Setting up your Business in Portugal

Portugal appears among the best countries to invest in. Lisbon is one of the most influential cities in economic terms. It is the only Portuguese destiny present in Cities of Economic Influence Index, ahead of Budapest and Rio de Janeiro. Portugal’s capital city scored 72,4 points in the Economic Power category and 78,86 points in the People and Politics indicator, according to CEOWorld’s magazine. In short, all these reasons make Portugal well placed for the future growth of economy.

However, there are several issues which you must consider when you are looking to set up your business in Portugal.

At Kreston Iberaudit, we have a team of qualified and committed professionals who will always accompany and advise you.

We can advise and help you in different areas such as:

  • Administrative services
  • Accounting outsourcing
  • Consolidation
  • Controlling & Reporting
  • Due Diligence
  • Financial consulting
  • Holding Companies regime or Specific locations
  • HR/ Payroll outsourcing
  • M&A & Transactions services
  • Transfer pricing
  • Tax consulting
  • Tax Regime for expatriate personnel employees
  • Tax Regime for young people

This document takes you through some of the common questions we come across and gives you practical information about the issues you need to consider.

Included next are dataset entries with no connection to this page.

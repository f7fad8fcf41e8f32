//! The scope analyzer.
//!
//! Builds the scope tree while a semantic pass walks the program:
//! - Scope management (open/close, mirrored onto the tree builder cursor)
//! - Declarations with redeclaration and shadowing diagnostics
//! - Use and assignment resolution via the scope chain
//! - The final unused / uninitialized variable pass

use crate::resolver::ScopeResolver;
use crate::table::{DataType, ScopeEntry, ScopeTable, ScopeTree};
use alder_core::text::TextSpan;
use alder_diagnostics::{messages, Diagnostic, DiagnosticCollection};
use alder_tree::{NodeId, NodeKind, OrderedTreeBuilder, TreeError};

/// Which optional diagnostics the analyzer reports.
#[derive(Debug, Clone, Copy, PartialEq, Eq)]
pub struct AnalyzerOptions {
    pub warn_unused: bool,
    pub warn_uninitialized: bool,
    pub warn_shadowing: bool,
}

impl Default for AnalyzerOptions {
    fn default() -> Self {
        Self {
            warn_unused: true,
            warn_uninitialized: true,
            warn_shadowing: false,
        }
    }
}

/// Drives construction of one program's scope tree.
pub struct ScopeAnalyzer {
    builder: OrderedTreeBuilder<ScopeTable>,
    options: AnalyzerOptions,
    diagnostics: DiagnosticCollection,
    /// The outermost scope has been closed; the program is complete.
    root_closed: bool,
}

impl ScopeAnalyzer {
    pub fn new(options: AnalyzerOptions) -> Self {
        Self {
            builder: OrderedTreeBuilder::new(),
            options,
            diagnostics: DiagnosticCollection::new(),
            root_closed: false,
        }
    }

    /// The scope new declarations go into.
    pub fn current_scope(&self) -> Option<NodeId> {
        if self.root_closed {
            return None;
        }
        self.builder.cursor()
    }

    /// The scope new declarations go into, or why there is none.
    fn open_scope_id(&self) -> Result<NodeId, TreeError> {
        let cursor = self.builder.cursor().ok_or(TreeError::EmptyTree)?;
        if self.root_closed {
            return Err(TreeError::RootClosed { root: cursor });
        }
        Ok(cursor)
    }

    /// The scope tree built so far.
    pub fn tree(&self) -> &ScopeTree {
        self.builder.tree()
    }

    pub fn diagnostics(&self) -> &DiagnosticCollection {
        &self.diagnostics
    }

    /// Open a scope nested in the current one (or the program scope).
    pub fn open_scope(&mut self) -> Result<NodeId, TreeError> {
        // Reopening after the program scope closed would be a second root.
        let kind = if self.root_closed || self.builder.cursor().is_none() {
            NodeKind::Root
        } else {
            NodeKind::Branch
        };
        let name = format!("scope {}", self.builder.tree().len());
        let scope = self.builder.add_node(name, kind, ScopeTable::new())?;
        tracing::debug!(scope = scope.0, "opened scope");
        Ok(scope)
    }

    /// Close the current scope.
    pub fn close_scope(&mut self) -> Result<(), TreeError> {
        let cursor = self.builder.cursor().ok_or(TreeError::EmptyTree)?;
        if self.builder.tree().parent(cursor).is_some() {
            self.builder.climb_one_level()?;
        } else if self.root_closed {
            return Err(TreeError::ClimbPastRoot { root: cursor });
        } else {
            self.root_closed = true;
        }
        tracing::debug!(scope = cursor.0, "closed scope");
        Ok(())
    }

    /// Declare `name` in the current scope. Returns `false` on redeclaration.
    pub fn declare(&mut self, name: &str, declared_type: DataType, span: Option<TextSpan>) -> Result<bool, TreeError> {
        let scope = self.open_scope_id()?;
        let shadowed = ScopeResolver::new(self.builder.tree())
            .resolve_outer(scope, name)
            .map(|found| found.entry.declared_at);

        let mut entry = ScopeEntry::new(declared_type);
        entry.declared_at = span;
        let table = self
            .builder
            .cursor_payload_mut()
            .ok_or(TreeError::EmptyTree)?;
        if !table.put(name, entry) {
            let first = table.get(name).and_then(|e| e.declared_at);
            let mut diagnostic =
                Diagnostic::at(span, &messages::IDENTIFIER_0_IS_ALREADY_DECLARED_IN_THIS_SCOPE, &[name]);
            if first.is_some() {
                diagnostic = diagnostic.with_related(Diagnostic::at(first, &messages::_0_WAS_FIRST_DECLARED_HERE, &[name]));
            }
            self.diagnostics.add(diagnostic);
            tracing::debug!(scope = scope.0, name, "redeclaration rejected");
            return Ok(false);
        }

        match shadowed {
            Some(outer) if self.options.warn_shadowing => {
                let mut diagnostic =
                    Diagnostic::at(span, &messages::DECLARATION_OF_0_SHADOWS_AN_OUTER_DECLARATION, &[name]);
                if outer.is_some() {
                    diagnostic = diagnostic.with_related(Diagnostic::at(outer, &messages::_0_WAS_FIRST_DECLARED_HERE, &[name]));
                }
                self.diagnostics.add(diagnostic);
            }
            _ => {}
        }
        tracing::debug!(scope = scope.0, name, ty = %declared_type, "declared");
        Ok(true)
    }

    /// Resolve a read of `name`. Returns its type, or `None` if undeclared.
    pub fn use_name(&mut self, name: &str, span: Option<TextSpan>) -> Result<Option<DataType>, TreeError> {
        let scope = self.open_scope_id()?;
        match ScopeResolver::resolve_use(self.builder.tree_mut(), scope, name) {
            Some(resolved) => {
                if !resolved.initialized && self.options.warn_uninitialized {
                    self.diagnostics
                        .add(Diagnostic::at(span, &messages::_0_IS_USED_BEFORE_BEING_ASSIGNED, &[name]));
                }
                tracing::trace!(scope = scope.0, name, found_in = resolved.scope.0, "resolved use");
                Ok(Some(resolved.declared_type))
            }
            None => {
                self.diagnostics.add(Diagnostic::at(span, &messages::CANNOT_FIND_NAME_0, &[name]));
                Ok(None)
            }
        }
    }

    /// Resolve an assignment to `name`. Returns its type, or `None` if undeclared.
    pub fn assign(&mut self, name: &str, span: Option<TextSpan>) -> Result<Option<DataType>, TreeError> {
        let scope = self.open_scope_id()?;
        match ScopeResolver::resolve_assignment(self.builder.tree_mut(), scope, name) {
            Some(resolved) => Ok(Some(resolved.declared_type)),
            None => {
                self.diagnostics.add(Diagnostic::at(span, &messages::CANNOT_FIND_NAME_0, &[name]));
                Ok(None)
            }
        }
    }

    /// Complete the tree and run the usage pass over every scope.
    ///
    /// Every opened scope, the program scope included, must have been closed.
    pub fn finish(mut self) -> Result<(ScopeTree, DiagnosticCollection), TreeError> {
        if !self.root_closed {
            let cursor = self.builder.cursor().ok_or(TreeError::EmptyTree)?;
            let root = self.builder.tree().root().unwrap_or(cursor);
            return Err(TreeError::Unbalanced { cursor, root });
        }
        let tree = self.builder.finish()?;
        for visit in tree.linearize() {
            let Some(table) = tree.payload(visit.id) else {
                continue;
            };
            for (name, entry) in table.iter() {
                if !entry.initialized && self.options.warn_uninitialized {
                    self.diagnostics.add(Diagnostic::at(
                        entry.declared_at,
                        &messages::_0_IS_DECLARED_BUT_NEVER_INITIALIZED,
                        &[name],
                    ));
                }
                if !entry.used && self.options.warn_unused {
                    self.diagnostics.add(Diagnostic::at(
                        entry.declared_at,
                        &messages::_0_IS_DECLARED_BUT_NEVER_USED,
                        &[name],
                    ));
                }
            }
        }
        self.diagnostics.sort();
        tracing::debug!(
            scopes = tree.len(),
            errors = self.diagnostics.error_count(),
            warnings = self.diagnostics.warning_count(),
            "scope analysis finished"
        );
        Ok((tree, self.diagnostics))
    }
}

impl Default for ScopeAnalyzer {
    fn default() -> Self {
        Self::new(AnalyzerOptions::default())
    }
}
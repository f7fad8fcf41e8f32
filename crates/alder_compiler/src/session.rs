//! One program's code generation state.

use alder_codegen::{
    backpatch, Address, CodegenError, FinalizedStaticTable, MemoryImage, PlaceholderToken,
    StaticAllocationTable,
};
use alder_tree::NodeId;

/// Owns the memory image and static table for one program while its code
/// is emitted.
#[derive(Debug)]
pub struct CodegenSession {
    memory: MemoryImage,
    statics: StaticAllocationTable,
}

/// A fully addressed program image.
#[derive(Debug)]
pub struct CompiledImage {
    pub memory: MemoryImage,
    pub statics: FinalizedStaticTable,
    /// Placeholder cells replaced during backpatching.
    pub patched_cells: usize,
}

impl CompiledImage {
    /// The image as rows of two-hex-digit cells.
    pub fn to_hex_string(&self) -> String {
        self.memory.to_hex_string()
    }
}

impl CodegenSession {
    pub fn new(capacity: usize) -> Result<Self, CodegenError> {
        Ok(Self {
            memory: MemoryImage::new(capacity)?,
            statics: StaticAllocationTable::new(),
        })
    }

    /// Append instruction bytes.
    pub fn emit(&mut self, bytes: &[u8]) -> Result<Address, CodegenError> {
        self.memory.emit_code(bytes)
    }

    /// Append the placeholder address of a reserved slot.
    pub fn emit_slot(&mut self, token: PlaceholderToken) -> Result<Address, CodegenError> {
        self.memory.emit_placeholder(token)
    }

    /// Reserve storage for a declared variable.
    pub fn reserve(&mut self, identifier: &str, scope: NodeId) -> Result<PlaceholderToken, CodegenError> {
        self.statics
            .reserve(identifier, scope, &mut self.memory)
            .map(|slot| slot.placeholder())
    }

    /// Reserve storage for a compiler temporary.
    pub fn reserve_anonymous(&mut self) -> Result<PlaceholderToken, CodegenError> {
        self.statics
            .reserve_anonymous(&mut self.memory)
            .map(|slot| slot.placeholder())
    }

    /// The token reserved for `identifier` in its declaring scope.
    pub fn slot(&self, identifier: &str, scope: NodeId) -> Option<PlaceholderToken> {
        self.statics.get(identifier, scope).map(|slot| slot.placeholder())
    }

    pub fn intern_string(&mut self, text: &str) -> Result<Address, CodegenError> {
        self.statics.intern_string(text, &mut self.memory)
    }

    pub fn memory(&self) -> &MemoryImage {
        &self.memory
    }

    pub fn statics(&self) -> &StaticAllocationTable {
        &self.statics
    }

    /// Place the static region after the code and backpatch every
    /// placeholder. Seals the image.
    pub fn finish(self) -> Result<CompiledImage, CodegenError> {
        let mut memory = self.memory;
        let statics = self.statics.finalize(&mut memory)?;
        let patched_cells = backpatch(&mut memory, &statics)?;
        tracing::debug!(
            code = memory.code_pointer(),
            statics = statics.size(),
            heap_pointer = memory.heap_pointer(),
            patched_cells,
            "program image complete"
        );
        Ok(CompiledImage {
            memory,
            statics,
            patched_cells,
        })
    }
}
use std::process::exit;

fn main() {
    let args: Vec<String> = std::env::args().skip(1).collect();
    exit(parallax::askpass::client_main(&args));
}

What is the minimum investment I need to make?

Investment depends on the scale of project. However Minimum share capital for the incorporation of an Lda. (Sociedade Limitada -Limited Liability Company) is 1,00 Eur and 50.000 Eur for a S.A. (Sociedade Anónima -Limited Company)

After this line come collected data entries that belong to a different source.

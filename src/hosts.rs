use std::fs;
use std::path::Path;

use serde::{Deserialize, Serialize};
use tracing::warn;

use crate::Result;

/// A single remote target: host name with optional port and login user.
#[derive(Debug, Clone, Eq, PartialEq, Serialize, Deserialize)]
pub struct HostSpec {
    host: String,
    #[serde(default)]
    port: Option<u16>,
    #[serde(default)]
    user: Option<String>,
}

impl HostSpec {
    /// Creates a new target with no port and no user
    pub fn new(host: impl Into<String>) -> Self {
        Self {
            host: host.into(),
            port: None,
            user: None,
        }
    }
    /// Sets the port
    pub fn with_port(mut self, port: u16) -> Self {
        self.port = Some(port);
        self
    }
    /// Sets the login user
    pub fn with_user(mut self, user: impl Into<String>) -> Self {
        self.user = Some(user.into());
        self
    }
    /// Host name
    pub fn host(&self) -> &str {
        &self.host
    }
    /// Port, if any
    pub fn port(&self) -> Option<u16> {
        self.port
    }
    /// Login user, if any
    pub fn user(&self) -> Option<&str> {
        self.user.as_deref()
    }
    /// Fills in the user when none is set
    pub(crate) fn or_user(mut self, user: Option<&str>) -> Self {
        if self.user.is_none() {
            self.user = user.map(ToOwned::to_owned);
        }
        self
    }
    /// Display form `user@host:port`. The user part is omitted when it equals
    /// the default user, the port part when no port is set.
    pub fn display_name(&self, default_user: Option<&str>) -> String {
        let mut name = String::new();
        if let Some(user) = self.user.as_deref() {
            if Some(user) != default_user {
                name.push_str(user);
                name.push('@');
            }
        }
        name.push_str(&self.host);
        if let Some(port) = self.port {
            name.push(':');
            name.push_str(&port.to_string());
        }
        name
    }
    /// Parses a `[user@]host[:port]` entry
    pub fn parse(entry: &str) -> Result<Self> {
        let mut user = None;
        let mut rest = entry;
        if let Some((u, h)) = rest.split_once('@') {
            user = Some(u.to_owned());
            rest = h;
        }
        let mut port = None;
        if let Some((h, p)) = rest.rsplit_once(':') {
            port = Some(p.parse::<u16>().map_err(|_| {
                crate::Error::invalid_data(format!("invalid port in host entry: {}", entry))
            })?);
            rest = h;
        }
        if rest.is_empty() {
            return Err(crate::Error::invalid_data(format!(
                "empty host in entry: {}",
                entry
            )));
        }
        Ok(Self {
            host: rest.to_owned(),
            port,
            user,
        })
    }
}

impl From<&str> for HostSpec {
    fn from(entry: &str) -> Self {
        HostSpec::parse(entry).unwrap_or_else(|e| {
            warn!(%e, "treating the whole entry as a host name");
            HostSpec::new(entry)
        })
    }
}

impl From<String> for HostSpec {
    fn from(entry: String) -> Self {
        HostSpec::from(entry.as_str())
    }
}

impl<S: Into<String>> From<(S, u16)> for HostSpec {
    fn from((host, port): (S, u16)) -> Self {
        HostSpec::new(host).with_port(port)
    }
}

impl<S: Into<String>, U: Into<String>> From<(S, u16, U)> for HostSpec {
    fn from((host, port, user): (S, u16, U)) -> Self {
        HostSpec::new(host).with_port(port).with_user(user)
    }
}

/// Parses one host-file line of the form `[user@]host[:port] [user]`.
///
/// Returns `None` for malformed lines (reported with a warning).
fn parse_host_entry(line: &str, default_user: Option<&str>) -> Option<HostSpec> {
    let fields: Vec<&str> = line.split_whitespace().collect();
    if fields.len() > 2 {
        warn!(line, "bad host line, format is [user@]host[:port] [user]");
        return None;
    }
    let mut spec = match HostSpec::parse(fields[0]) {
        Ok(spec) => spec,
        Err(e) => {
            warn!(line, %e, "skipping host line");
            return None;
        }
    };
    if fields.len() == 2 {
        if spec.user.is_some() {
            warn!(line, "user specified twice in host line");
            return None;
        }
        spec.user = Some(fields[1].to_owned());
    }
    Some(spec.or_user(default_user))
}

/// Reads a host file with one `[user@]host[:port] [user]` entry per line.
///
/// Blank lines and lines starting with `#` are skipped, malformed lines are
/// reported with a warning and skipped.
pub fn read_host_file(path: impl AsRef<Path>, default_user: Option<&str>) -> Result<Vec<HostSpec>> {
    let content = fs::read_to_string(path.as_ref())?;
    let mut hosts = Vec::new();
    for line in content.lines() {
        let line = line.trim();
        if line.is_empty() || line.starts_with('#') {
            continue;
        }
        if let Some(spec) = parse_host_entry(line, default_user) {
            hosts.push(spec);
        }
    }
    Ok(hosts)
}

/// Reads multiple host files, concatenating the results
pub fn read_host_files<P: AsRef<Path>>(
    paths: &[P],
    default_user: Option<&str>,
) -> Result<Vec<HostSpec>> {
    let mut hosts = Vec::new();
    for path in paths {
        hosts.extend(read_host_file(path, default_user)?);
    }
    Ok(hosts)
}

/// Parses a whitespace-delimited string of `[user@]host[:port]` entries
pub fn parse_host_string(hosts: &str, default_user: Option<&str>) -> Vec<HostSpec> {
    hosts
        .split_whitespace()
        .filter_map(|entry| match HostSpec::parse(entry) {
            Ok(spec) => Some(spec.or_user(default_user)),
            Err(e) => {
                warn!(entry, %e, "skipping host entry");
                None
            }
        })
        .collect()
}

#[cfg(test)]
mod test {
    use std::io::Write as _;

    use super::*;

    #[test]
    fn test_parse_forms() {
        assert_eq!(HostSpec::parse("node1").unwrap(), HostSpec::new("node1"));
        assert_eq!(
            HostSpec::parse("node1:2222").unwrap(),
            HostSpec::new("node1").with_port(2222)
        );
        assert_eq!(
            HostSpec::parse("admin@node1:2222").unwrap(),
            HostSpec::new("node1").with_port(2222).with_user("admin")
        );
        assert_eq!(
            HostSpec::parse("admin@node1").unwrap(),
            HostSpec::new("node1").with_user("admin")
        );
        assert!(HostSpec::parse("node1:nan").is_err());
        assert!(HostSpec::parse("@:").is_err());
    }

    #[test]
    fn test_display_name() {
        let spec = HostSpec::new("node1").with_port(22).with_user("admin");
        assert_eq!(spec.display_name(None), "admin@node1:22");
        assert_eq!(spec.display_name(Some("admin")), "node1:22");
        assert_eq!(HostSpec::new("node1").display_name(Some("admin")), "node1");
    }

    #[test]
    fn test_tuple_conversions() {
        let spec: HostSpec = ("node1", 22).into();
        assert_eq!(spec.port(), Some(22));
        let spec: HostSpec = ("node1", 22, "root").into();
        assert_eq!(spec.user(), Some("root"));
        let spec: HostSpec = "node1:22".into();
        assert_eq!(spec.port(), Some(22));
    }

    #[test]
    fn test_host_file() {
        let mut file = tempfile::NamedTempFile::new().unwrap();
        writeln!(file, "# cluster").unwrap();
        writeln!(file).unwrap();
        writeln!(file, "node1").unwrap();
        writeln!(file, "node2:2022 operator").unwrap();
        writeln!(file, "admin@node3").unwrap();
        writeln!(file, "admin@node4 operator").unwrap();
        writeln!(file, "one two three").unwrap();
        let hosts = read_host_file(file.path(), Some("deploy")).unwrap();
        assert_eq!(
            hosts,
            vec![
                HostSpec::new("node1").with_user("deploy"),
                HostSpec::new("node2").with_port(2022).with_user("operator"),
                HostSpec::new("node3").with_user("admin"),
            ]
        );
    }

    #[test]
    fn test_host_string() {
        let hosts = parse_host_string("node1 admin@node2:22", None);
        assert_eq!(hosts.len(), 2);
        assert_eq!(hosts[1].user(), Some("admin"));
    }
}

How quickly can I set a business up?

15-45 days.

How do I raise finance / What can I finance?

Foreign investors can set up a company in Portugal without any restriction.
There exists a compulsory formality to obtain a tax identification number for the foreign investors and non-resident directors.

What type of Business Structure should we use?

There are advantages and disadvantages to all of them, and there is no one correct answer, it’s all dependent on your specific business circumstances and needs. A brief overview of the main structures is below:

Establishment (a branch of your overseas business)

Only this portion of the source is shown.